===== Data extract
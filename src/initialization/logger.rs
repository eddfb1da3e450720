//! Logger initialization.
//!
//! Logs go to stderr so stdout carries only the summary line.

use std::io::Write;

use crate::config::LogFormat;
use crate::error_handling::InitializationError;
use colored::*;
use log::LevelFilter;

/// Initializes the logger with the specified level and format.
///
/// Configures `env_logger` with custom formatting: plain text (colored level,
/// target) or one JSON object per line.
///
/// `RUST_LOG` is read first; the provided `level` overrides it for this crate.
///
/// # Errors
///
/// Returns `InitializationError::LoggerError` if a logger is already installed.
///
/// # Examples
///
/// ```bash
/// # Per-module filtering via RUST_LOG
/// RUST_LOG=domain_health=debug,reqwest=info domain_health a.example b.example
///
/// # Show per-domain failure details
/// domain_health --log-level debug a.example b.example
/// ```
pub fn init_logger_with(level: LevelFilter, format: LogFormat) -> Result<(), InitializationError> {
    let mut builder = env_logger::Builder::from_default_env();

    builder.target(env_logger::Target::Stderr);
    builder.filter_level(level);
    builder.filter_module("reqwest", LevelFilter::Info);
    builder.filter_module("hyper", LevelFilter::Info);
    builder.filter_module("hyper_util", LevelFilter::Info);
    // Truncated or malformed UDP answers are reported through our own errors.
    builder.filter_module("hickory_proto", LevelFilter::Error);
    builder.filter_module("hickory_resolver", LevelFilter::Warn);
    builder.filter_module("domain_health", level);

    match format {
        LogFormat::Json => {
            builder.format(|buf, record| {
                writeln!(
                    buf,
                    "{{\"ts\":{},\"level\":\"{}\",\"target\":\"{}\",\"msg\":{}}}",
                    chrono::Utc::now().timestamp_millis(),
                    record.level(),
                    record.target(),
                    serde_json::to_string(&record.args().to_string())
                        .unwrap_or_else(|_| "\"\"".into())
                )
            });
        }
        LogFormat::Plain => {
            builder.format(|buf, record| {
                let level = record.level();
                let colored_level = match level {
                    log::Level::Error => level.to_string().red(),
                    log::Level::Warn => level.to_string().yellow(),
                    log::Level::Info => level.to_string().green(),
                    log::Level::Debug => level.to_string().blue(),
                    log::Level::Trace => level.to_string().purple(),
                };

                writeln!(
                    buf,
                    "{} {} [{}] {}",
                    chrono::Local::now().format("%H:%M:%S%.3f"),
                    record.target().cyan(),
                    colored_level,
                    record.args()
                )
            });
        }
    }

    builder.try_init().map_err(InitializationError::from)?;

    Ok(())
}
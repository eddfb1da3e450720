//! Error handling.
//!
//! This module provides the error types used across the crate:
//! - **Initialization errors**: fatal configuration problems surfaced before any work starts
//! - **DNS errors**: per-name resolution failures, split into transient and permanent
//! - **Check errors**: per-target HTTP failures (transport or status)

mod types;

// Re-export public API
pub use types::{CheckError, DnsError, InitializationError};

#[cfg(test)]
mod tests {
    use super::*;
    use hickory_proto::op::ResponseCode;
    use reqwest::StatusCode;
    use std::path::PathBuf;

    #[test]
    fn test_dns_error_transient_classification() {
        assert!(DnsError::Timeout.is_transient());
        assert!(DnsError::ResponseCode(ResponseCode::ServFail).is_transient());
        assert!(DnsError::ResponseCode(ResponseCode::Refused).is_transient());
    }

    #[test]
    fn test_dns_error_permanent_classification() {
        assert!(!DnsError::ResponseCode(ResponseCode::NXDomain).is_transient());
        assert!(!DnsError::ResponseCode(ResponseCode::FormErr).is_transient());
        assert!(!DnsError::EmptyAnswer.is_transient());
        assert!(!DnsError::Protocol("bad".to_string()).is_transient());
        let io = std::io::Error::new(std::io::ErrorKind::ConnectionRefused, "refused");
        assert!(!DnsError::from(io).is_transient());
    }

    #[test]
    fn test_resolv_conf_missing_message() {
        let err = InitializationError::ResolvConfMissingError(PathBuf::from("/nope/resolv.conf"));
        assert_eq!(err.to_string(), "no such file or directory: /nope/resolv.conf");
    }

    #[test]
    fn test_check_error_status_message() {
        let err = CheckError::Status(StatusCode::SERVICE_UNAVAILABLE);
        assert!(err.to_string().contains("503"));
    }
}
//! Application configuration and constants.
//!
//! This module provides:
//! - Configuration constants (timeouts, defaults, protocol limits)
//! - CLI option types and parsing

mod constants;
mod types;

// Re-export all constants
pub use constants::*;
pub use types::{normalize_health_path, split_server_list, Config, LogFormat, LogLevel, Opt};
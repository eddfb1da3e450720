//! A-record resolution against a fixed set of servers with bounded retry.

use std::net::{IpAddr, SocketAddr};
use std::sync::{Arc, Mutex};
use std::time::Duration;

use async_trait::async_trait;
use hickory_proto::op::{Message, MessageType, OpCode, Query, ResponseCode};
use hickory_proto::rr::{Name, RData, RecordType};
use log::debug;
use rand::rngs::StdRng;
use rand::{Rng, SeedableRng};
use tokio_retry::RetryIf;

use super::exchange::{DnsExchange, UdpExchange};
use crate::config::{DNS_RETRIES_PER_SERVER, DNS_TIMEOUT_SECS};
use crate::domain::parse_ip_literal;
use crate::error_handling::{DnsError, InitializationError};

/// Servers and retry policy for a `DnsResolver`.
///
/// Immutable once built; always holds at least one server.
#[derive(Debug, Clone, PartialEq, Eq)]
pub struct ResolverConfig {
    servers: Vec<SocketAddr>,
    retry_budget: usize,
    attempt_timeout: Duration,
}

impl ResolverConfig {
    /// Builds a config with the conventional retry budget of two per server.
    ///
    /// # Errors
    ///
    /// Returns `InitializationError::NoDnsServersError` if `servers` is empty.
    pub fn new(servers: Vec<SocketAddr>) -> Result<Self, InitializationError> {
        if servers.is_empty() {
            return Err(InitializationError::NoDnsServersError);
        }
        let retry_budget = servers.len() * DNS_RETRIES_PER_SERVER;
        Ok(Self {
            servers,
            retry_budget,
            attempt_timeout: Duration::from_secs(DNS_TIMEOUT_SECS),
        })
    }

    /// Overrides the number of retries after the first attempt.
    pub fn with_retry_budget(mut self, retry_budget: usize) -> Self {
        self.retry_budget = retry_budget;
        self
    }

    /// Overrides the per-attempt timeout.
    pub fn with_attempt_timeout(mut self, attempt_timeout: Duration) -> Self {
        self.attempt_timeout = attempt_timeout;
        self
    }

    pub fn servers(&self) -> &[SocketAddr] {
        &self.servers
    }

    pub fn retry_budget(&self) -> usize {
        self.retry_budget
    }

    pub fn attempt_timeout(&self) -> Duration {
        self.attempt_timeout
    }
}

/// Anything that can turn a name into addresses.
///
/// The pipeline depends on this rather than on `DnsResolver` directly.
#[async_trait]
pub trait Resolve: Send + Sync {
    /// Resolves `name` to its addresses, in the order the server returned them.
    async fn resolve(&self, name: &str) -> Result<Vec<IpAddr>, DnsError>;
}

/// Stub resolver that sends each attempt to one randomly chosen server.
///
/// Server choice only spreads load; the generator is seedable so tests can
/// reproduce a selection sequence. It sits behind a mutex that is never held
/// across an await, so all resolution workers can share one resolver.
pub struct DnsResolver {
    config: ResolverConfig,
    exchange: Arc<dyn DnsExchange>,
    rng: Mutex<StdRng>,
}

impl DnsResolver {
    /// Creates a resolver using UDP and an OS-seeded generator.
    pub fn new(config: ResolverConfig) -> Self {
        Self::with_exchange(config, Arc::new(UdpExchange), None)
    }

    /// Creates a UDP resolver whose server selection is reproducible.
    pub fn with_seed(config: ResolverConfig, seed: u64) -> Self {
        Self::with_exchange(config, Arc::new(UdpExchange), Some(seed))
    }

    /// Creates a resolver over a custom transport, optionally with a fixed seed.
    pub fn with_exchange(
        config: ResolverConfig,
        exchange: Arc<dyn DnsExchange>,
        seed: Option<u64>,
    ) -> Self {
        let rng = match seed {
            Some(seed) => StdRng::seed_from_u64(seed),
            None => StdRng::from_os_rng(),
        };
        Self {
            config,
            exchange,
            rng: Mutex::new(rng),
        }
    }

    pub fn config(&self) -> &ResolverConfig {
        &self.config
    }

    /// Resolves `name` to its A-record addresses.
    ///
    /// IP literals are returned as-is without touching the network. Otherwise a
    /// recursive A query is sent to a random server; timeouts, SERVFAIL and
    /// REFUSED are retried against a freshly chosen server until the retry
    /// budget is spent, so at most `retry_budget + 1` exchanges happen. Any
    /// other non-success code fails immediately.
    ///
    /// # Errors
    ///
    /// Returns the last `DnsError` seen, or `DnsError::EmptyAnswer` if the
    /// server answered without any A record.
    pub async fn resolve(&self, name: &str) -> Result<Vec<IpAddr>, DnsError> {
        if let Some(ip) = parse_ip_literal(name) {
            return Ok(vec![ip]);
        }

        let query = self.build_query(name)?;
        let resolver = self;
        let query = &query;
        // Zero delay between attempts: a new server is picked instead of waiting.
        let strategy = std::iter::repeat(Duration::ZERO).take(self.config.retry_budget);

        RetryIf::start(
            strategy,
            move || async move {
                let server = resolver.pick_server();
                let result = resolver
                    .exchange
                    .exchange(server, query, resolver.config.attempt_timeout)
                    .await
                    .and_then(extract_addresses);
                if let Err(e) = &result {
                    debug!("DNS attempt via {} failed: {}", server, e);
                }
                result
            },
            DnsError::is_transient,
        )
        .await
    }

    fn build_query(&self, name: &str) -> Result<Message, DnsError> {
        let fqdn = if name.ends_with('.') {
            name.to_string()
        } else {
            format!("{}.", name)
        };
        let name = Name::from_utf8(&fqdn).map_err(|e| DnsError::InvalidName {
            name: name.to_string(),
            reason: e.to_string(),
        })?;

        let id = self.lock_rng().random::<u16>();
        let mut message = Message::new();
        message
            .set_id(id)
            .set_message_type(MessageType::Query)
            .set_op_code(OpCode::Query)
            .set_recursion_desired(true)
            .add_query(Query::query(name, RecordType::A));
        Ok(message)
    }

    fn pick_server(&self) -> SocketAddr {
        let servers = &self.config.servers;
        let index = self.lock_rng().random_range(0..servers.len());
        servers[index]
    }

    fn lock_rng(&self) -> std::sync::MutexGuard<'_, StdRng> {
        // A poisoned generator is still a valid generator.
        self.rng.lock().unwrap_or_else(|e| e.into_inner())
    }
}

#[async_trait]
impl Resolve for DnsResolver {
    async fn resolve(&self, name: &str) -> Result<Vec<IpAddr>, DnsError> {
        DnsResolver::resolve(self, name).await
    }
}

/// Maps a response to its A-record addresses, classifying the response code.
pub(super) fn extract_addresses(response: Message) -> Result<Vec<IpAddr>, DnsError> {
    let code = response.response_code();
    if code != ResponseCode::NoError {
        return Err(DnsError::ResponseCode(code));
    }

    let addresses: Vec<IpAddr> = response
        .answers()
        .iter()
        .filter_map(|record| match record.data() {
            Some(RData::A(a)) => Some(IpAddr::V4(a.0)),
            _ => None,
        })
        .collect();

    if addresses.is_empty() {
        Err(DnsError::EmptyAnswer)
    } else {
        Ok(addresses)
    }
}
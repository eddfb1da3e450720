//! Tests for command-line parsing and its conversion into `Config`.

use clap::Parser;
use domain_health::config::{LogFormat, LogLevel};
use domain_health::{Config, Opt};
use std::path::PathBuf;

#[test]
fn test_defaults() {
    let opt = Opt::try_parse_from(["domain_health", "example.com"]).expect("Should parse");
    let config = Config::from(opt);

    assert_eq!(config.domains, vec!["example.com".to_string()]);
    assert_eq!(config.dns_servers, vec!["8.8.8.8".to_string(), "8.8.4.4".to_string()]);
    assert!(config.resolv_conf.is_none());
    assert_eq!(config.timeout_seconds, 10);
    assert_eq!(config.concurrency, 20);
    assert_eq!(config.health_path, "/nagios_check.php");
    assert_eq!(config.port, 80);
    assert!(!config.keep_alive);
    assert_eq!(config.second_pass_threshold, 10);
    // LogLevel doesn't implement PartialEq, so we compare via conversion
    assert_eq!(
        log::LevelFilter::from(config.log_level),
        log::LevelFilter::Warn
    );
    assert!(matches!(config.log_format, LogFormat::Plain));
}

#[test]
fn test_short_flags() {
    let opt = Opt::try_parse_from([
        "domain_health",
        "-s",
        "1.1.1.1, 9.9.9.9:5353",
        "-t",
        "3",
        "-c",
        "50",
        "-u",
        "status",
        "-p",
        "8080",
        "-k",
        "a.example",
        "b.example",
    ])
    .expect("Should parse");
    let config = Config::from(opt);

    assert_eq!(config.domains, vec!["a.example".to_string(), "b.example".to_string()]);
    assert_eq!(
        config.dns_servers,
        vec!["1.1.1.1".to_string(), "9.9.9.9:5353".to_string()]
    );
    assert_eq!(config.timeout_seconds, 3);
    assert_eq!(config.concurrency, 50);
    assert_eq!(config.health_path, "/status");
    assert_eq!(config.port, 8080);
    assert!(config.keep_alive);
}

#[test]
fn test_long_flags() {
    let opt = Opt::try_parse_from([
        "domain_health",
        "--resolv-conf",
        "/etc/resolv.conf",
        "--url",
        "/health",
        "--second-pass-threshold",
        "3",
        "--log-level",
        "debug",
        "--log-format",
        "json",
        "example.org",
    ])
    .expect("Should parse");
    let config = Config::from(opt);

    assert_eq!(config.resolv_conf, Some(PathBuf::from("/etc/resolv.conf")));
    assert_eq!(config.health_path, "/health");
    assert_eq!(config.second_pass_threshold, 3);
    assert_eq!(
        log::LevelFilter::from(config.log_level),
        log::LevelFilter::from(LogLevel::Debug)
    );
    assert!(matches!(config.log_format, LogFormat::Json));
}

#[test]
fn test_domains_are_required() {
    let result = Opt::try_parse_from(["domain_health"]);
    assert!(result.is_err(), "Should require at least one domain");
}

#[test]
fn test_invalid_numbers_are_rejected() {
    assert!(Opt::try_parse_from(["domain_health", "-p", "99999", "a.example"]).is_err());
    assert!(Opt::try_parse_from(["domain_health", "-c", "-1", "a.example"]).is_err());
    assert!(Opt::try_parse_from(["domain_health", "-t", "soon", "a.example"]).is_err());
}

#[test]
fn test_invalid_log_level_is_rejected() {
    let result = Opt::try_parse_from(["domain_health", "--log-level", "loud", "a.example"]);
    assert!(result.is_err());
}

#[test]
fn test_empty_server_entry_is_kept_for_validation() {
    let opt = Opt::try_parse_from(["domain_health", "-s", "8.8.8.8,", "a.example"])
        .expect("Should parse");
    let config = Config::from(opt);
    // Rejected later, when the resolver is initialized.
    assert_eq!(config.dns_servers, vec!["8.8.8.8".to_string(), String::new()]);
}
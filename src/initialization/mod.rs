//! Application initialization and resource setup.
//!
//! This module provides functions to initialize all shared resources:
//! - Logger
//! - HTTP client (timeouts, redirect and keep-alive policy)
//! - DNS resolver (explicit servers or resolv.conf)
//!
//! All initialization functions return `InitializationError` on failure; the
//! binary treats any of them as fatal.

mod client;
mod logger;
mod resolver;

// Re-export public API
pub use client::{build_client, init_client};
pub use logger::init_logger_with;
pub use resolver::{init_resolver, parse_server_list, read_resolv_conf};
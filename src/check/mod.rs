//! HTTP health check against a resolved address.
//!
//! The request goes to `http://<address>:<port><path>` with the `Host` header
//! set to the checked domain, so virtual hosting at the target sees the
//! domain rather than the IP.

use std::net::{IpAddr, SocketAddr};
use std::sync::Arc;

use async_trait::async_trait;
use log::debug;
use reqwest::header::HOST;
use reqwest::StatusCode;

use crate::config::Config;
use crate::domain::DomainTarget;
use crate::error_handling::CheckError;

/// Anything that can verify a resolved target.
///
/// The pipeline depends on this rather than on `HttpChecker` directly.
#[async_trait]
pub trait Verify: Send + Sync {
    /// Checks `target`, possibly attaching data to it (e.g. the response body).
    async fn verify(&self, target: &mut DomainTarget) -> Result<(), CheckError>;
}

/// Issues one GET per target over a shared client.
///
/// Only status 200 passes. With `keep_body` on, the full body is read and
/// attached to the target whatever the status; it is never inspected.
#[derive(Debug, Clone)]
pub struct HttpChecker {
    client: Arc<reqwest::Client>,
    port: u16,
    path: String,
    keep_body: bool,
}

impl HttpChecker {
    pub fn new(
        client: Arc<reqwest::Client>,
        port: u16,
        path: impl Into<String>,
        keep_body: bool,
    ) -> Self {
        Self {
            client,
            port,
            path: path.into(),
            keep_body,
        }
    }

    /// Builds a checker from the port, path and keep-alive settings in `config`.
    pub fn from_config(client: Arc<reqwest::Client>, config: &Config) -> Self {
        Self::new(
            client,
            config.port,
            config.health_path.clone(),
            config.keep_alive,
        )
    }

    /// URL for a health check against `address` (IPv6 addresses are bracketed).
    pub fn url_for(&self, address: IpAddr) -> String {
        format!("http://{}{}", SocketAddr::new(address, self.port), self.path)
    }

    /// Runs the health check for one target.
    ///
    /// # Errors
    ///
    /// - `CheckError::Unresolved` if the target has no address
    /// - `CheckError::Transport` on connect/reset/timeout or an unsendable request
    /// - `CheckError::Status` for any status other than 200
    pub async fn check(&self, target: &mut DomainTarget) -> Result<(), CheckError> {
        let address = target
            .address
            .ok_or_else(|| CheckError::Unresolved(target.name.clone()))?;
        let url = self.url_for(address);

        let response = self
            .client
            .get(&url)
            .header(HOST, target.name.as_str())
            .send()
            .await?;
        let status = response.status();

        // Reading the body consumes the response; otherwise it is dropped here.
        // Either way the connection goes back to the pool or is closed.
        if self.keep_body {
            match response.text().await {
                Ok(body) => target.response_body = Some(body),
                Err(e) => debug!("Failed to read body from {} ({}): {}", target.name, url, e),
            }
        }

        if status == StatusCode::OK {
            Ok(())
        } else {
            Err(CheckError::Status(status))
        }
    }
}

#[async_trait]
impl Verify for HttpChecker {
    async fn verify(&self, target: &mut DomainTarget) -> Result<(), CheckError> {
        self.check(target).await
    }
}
==========
> **Description of the task**:
Could you transcribe the entries exactly, from the first line through the line containing "use crate::config::LogFormat;", and give nothing more?

> **Written solution**:
filename src/initialization/logger.rs
repository eddfb1da3e450720
//! Logger initialization.
//!
//! Logs go to stderr so stdout carries only the summary line.

use std::io::Write;

use crate::config::LogFormat;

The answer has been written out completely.